Aha, apologies, I hadn't realised, saw all the good advice and felt a bit presumptuous about offering my inexperience. Mel, we're in a similar situation though it's me worrying about money. If you're in a stable and loving relationship and mostly have everything in place, I hope you husband will see it's not worth hesitating. Unless you think you'd be out on your ear financially by having a baby helabela is right, you would find a way...just check husband doesn't have any other worries?


----------



## Mel85

Mscrow- if ur hubby could afford to support a baby I say go for it. U can always return to study later on or do study at home? It would be awful to wait too long and then regret!! Good luck x


----------



## MsCrow

Tigerlily01 said:


> Living arrangements: rental house
> 
> Age: 31
> 
> Length of relationship: married 7 yrs
> 
> Reasons for waiting: Not ready to give up my freedom yet! And I am a little freaked out about pregnancy since I have some medical problems...nothing serious, it would just be more uncomfortable for me than usual, and probably longer recovery time.
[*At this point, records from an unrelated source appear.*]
//! Typed session handles over the tmux command layer.
//!
//! A session is identified solely by its name, matching tmux's own model.
//! Handles hold no state beyond that name, so they can go stale if the
//! server changes out from under them; every query re-asks tmux instead of
//! caching.

use crate::error::TmuxError;
use std::fmt;
use std::path::PathBuf;

use super::windows::{parse_window_line, Window};
use super::TmuxClient;

/// Options applied when creating a session.
#[derive(Debug, Clone, Default)]
pub struct SessionOptions {
    /// Name for the initial window (`-n`).
    pub window_name: Option<String>,
    /// Working directory for the initial window (`-c`).
    pub start_directory: Option<PathBuf>,
}

impl SessionOptions {
    /// Extra `new-session` arguments for the options that are set.
    fn args(&self) -> Vec<String> {
        let mut args = Vec::new();
        if let Some(window_name) = &self.window_name {
            args.push("-n".to_string());
            args.push(window_name.clone());
        }
        if let Some(dir) = &self.start_directory {
            args.push("-c".to_string());
            args.push(dir.display().to_string());
        }
        args
    }
}

/// Handle to one named tmux session.
#[derive(Clone)]
pub struct Session {
    client: TmuxClient,
    name: String,
}

impl fmt::Debug for Session {
    fn fmt(&self, f: &mut fmt::Formatter<'_>) -> fmt::Result {
        f.debug_struct("Session").field("name", &self.name).finish()
    }
}

impl Session {
    /// Create the named session on the server, detached, and return a handle
    /// to it. tmux rejects duplicate names; that surfaces as a command error.
    pub async fn create(
        client: TmuxClient,
        name: impl Into<String>,
        options: &SessionOptions,
    ) -> Result<Self, TmuxError> {
        let name = name.into();
        client.new_session(&name, &options.args()).await?;
        Ok(Self { client, name })
    }

    /// Handle to an already-existing session. No subprocess is spawned and
    /// the name is not verified against the server.
    pub fn attach(client: TmuxClient, name: impl Into<String>) -> Self {
        Self {
            client,
            name: name.into(),
        }
    }

    /// The session name as last observed by this handle.
    pub fn name(&self) -> &str {
        &self.name
    }

    /// Whether a session of this handle's name currently exists, determined
    /// by re-listing all sessions.
    pub async fn exists(&self) -> Result<bool, TmuxError> {
        session_exists(&self.client, &self.name).await
    }

    /// Kill the session. On success the handle must not be reused.
    pub async fn kill(&self) -> Result<(), TmuxError> {
        self.client.kill_session(&self.name).await
    }

    /// Rename the session. The stored name updates only when tmux reports
    /// success; on failure the handle keeps the old name and the error is
    /// returned.
    pub async fn rename(&mut self, new_name: impl Into<String>) -> Result<(), TmuxError> {
        let new_name = new_name.into();
        self.client.rename_session(&self.name, &new_name).await?;
        self.name = new_name;
        Ok(())
    }

    /// Send key tokens to pane 0 of the named window.
    pub async fn send_keys(&self, window_name: &str, keys: &[String]) -> Result<(), TmuxError> {
        let target = self.pane_target(window_name);
        self.client.send_keys(&target, keys).await
    }

    /// The windows of this session, freshly listed.
    pub async fn windows(&self) -> Result<Vec<Window>, TmuxError> {
        let lines = self.client.list_windows(&self.name).await?;
        lines.iter().map(|line| parse_window_line(line)).collect()
    }

    /// Create the named window unless the session already has one. Safe to
    /// call repeatedly; a race with an out-of-band creation between the list
    /// and the create is not guarded.
    pub async fn ensure_window(&self, window_name: &str) -> Result<(), TmuxError> {
        let windows = self.windows().await?;
        if windows.iter().any(|window| window.name == window_name) {
            return Ok(());
        }
        self.client.new_window(&self.name, window_name).await
    }

    /// The visible text of pane 0 of the named window.
    pub async fn capture(&self, window_name: &str) -> Result<Vec<String>, TmuxError> {
        let target = self.pane_target(window_name);
        self.client.capture_pane(&target).await
    }

    /// Pane 0 of a window, in tmux target syntax.
    fn pane_target(&self, window_name: &str) -> String {
        format!("{}:{}.0", self.name, window_name)
    }
}

/// All sessions on the server.
///
/// A failed listing command means no server is reachable and yields an empty
/// list; a spawn failure still propagates, since a missing binary is an
/// environment problem rather than an empty server.
pub async fn list_sessions(client: &TmuxClient) -> Result<Vec<Session>, TmuxError> {
    let names = match client.list_sessions().await {
        Ok(names) => names,
        Err(TmuxError::CommandFailed { .. }) => Vec::new(),
        Err(e) => return Err(e),
    };
    Ok(names
        .into_iter()
        .map(|name| Session::attach(client.clone(), name))
        .collect())
}

/// Whether a session of the given name exists, by re-listing all sessions
/// and comparing names.
pub async fn session_exists(client: &TmuxClient, name: &str) -> Result<bool, TmuxError> {
    let sessions = list_sessions(client).await?;
    Ok(sessions.iter().any(|session| session.name() == name))
}
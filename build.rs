//! Build-script metadata injection for CLI/version surfaces.
//!
//! We intentionally keep this dependency-free and resilient: when git/date
//! tooling is unavailable, we fall back to stable "unknown" markers.

use std::env;
use std::fs;
use std::process::Command;
use std::time::{SystemTime, UNIX_EPOCH};

fn main() {
    println!("cargo:rerun-if-changed=.git/HEAD");
    emit_head_ref_watch();
    println!("cargo:rerun-if-env-changed=MUXCTL_BUILD_GIT_HASH");
    println!("cargo:rerun-if-env-changed=MUXCTL_BUILD_TIMESTAMP");

    let git_hash = env::var("MUXCTL_BUILD_GIT_HASH").unwrap_or_else(|_| git_short_hash());
    let build_timestamp =
        env::var("MUXCTL_BUILD_TIMESTAMP").unwrap_or_else(|_| build_timestamp_utc());

    println!("cargo:rustc-env=MUXCTL_BUILD_GIT_HASH={git_hash}");
    println!("cargo:rustc-env=MUXCTL_BUILD_TIMESTAMP={build_timestamp}");
}

fn emit_head_ref_watch() {
    // Track the current branch ref so commit-hash changes trigger rebuilds.
    let Ok(head) = fs::read_to_string(".git/HEAD") else {
        return;
    };
    let trimmed = head.trim();
    let Some(reference) = trimmed.strip_prefix("ref: ") else {
        return;
    };
    println!("cargo:rerun-if-changed=.git/{reference}");
}

fn git_short_hash() -> String {
    run_cmd("git", &["rev-parse", "--short=12", "HEAD"]).unwrap_or_else(|| "unknown".to_string())
}

fn build_timestamp_utc() -> String {
    if let Some(timestamp) = run_cmd("date", &["-u", "+%Y-%m-%dT%H:%M:%SZ"]) {
        return timestamp;
    }
    let fallback = SystemTime::now()
        .duration_since(UNIX_EPOCH)
        .map(|delta| delta.as_secs())
        .unwrap_or(0);
    format!("unix:{fallback}")
}

fn run_cmd(program: &str, args: &[&str]) -> Option<String> {
    let output = Command::new(program).args(args).output().ok()?;
    if !output.status.success() {
        return None;
    }
    let text = String::from_utf8(output.stdout).ok()?;
    let trimmed = text.trim();
    if trimmed.is_empty() {
        None
    } else {
        Some(trimmed.to_string())
    }
}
Also worried about being able to take care of a baby/young kid, since I have my own physical challenges! Sadly, some days, I really just need to lie down all day. :( I suppose I would figure it out, though.
> 
> Reasons for ttc: Afraid I'll regret it if I don't, and it is really important to OH (and the clock's ticking!). And I love hanging out with my nieces (when they are quiet and well behaved, lol!)...but also like giving them back and having quiet adult time! I keep flipping...one day I want to ttc (in the future, never NOW), and the next I am totally against it (usually when I am out having fun in the evening, or when I see a screaming kid!)! I am not a baby person, but I love older kids/teens. They are a blast.
> 
> Anyone else totally torn, and unable to make the leap to ttc, or am I just being moronic and indecisive? =P

Sorry, one day I'll learn to read!

Tigerlilly, that's a toughie. Being completely honest, your list the reasons for ttc are related to other people or physical factors, they are less about your personal desires. Maybe you need to give yourself some more time? Make a list of things you want to achieve that deffo don't involve a baby, are they things you give priority to? We want to travel, were going to, and have done, but somehow it receded in importance against having a child. We figure, we'll take a child to india when it's 6 years old ;-) The medical issues are important enough for you to have a detailed discussion with a practitioner, you need to either find out if they are surmountable or maybe reasons to back up not ttc right now?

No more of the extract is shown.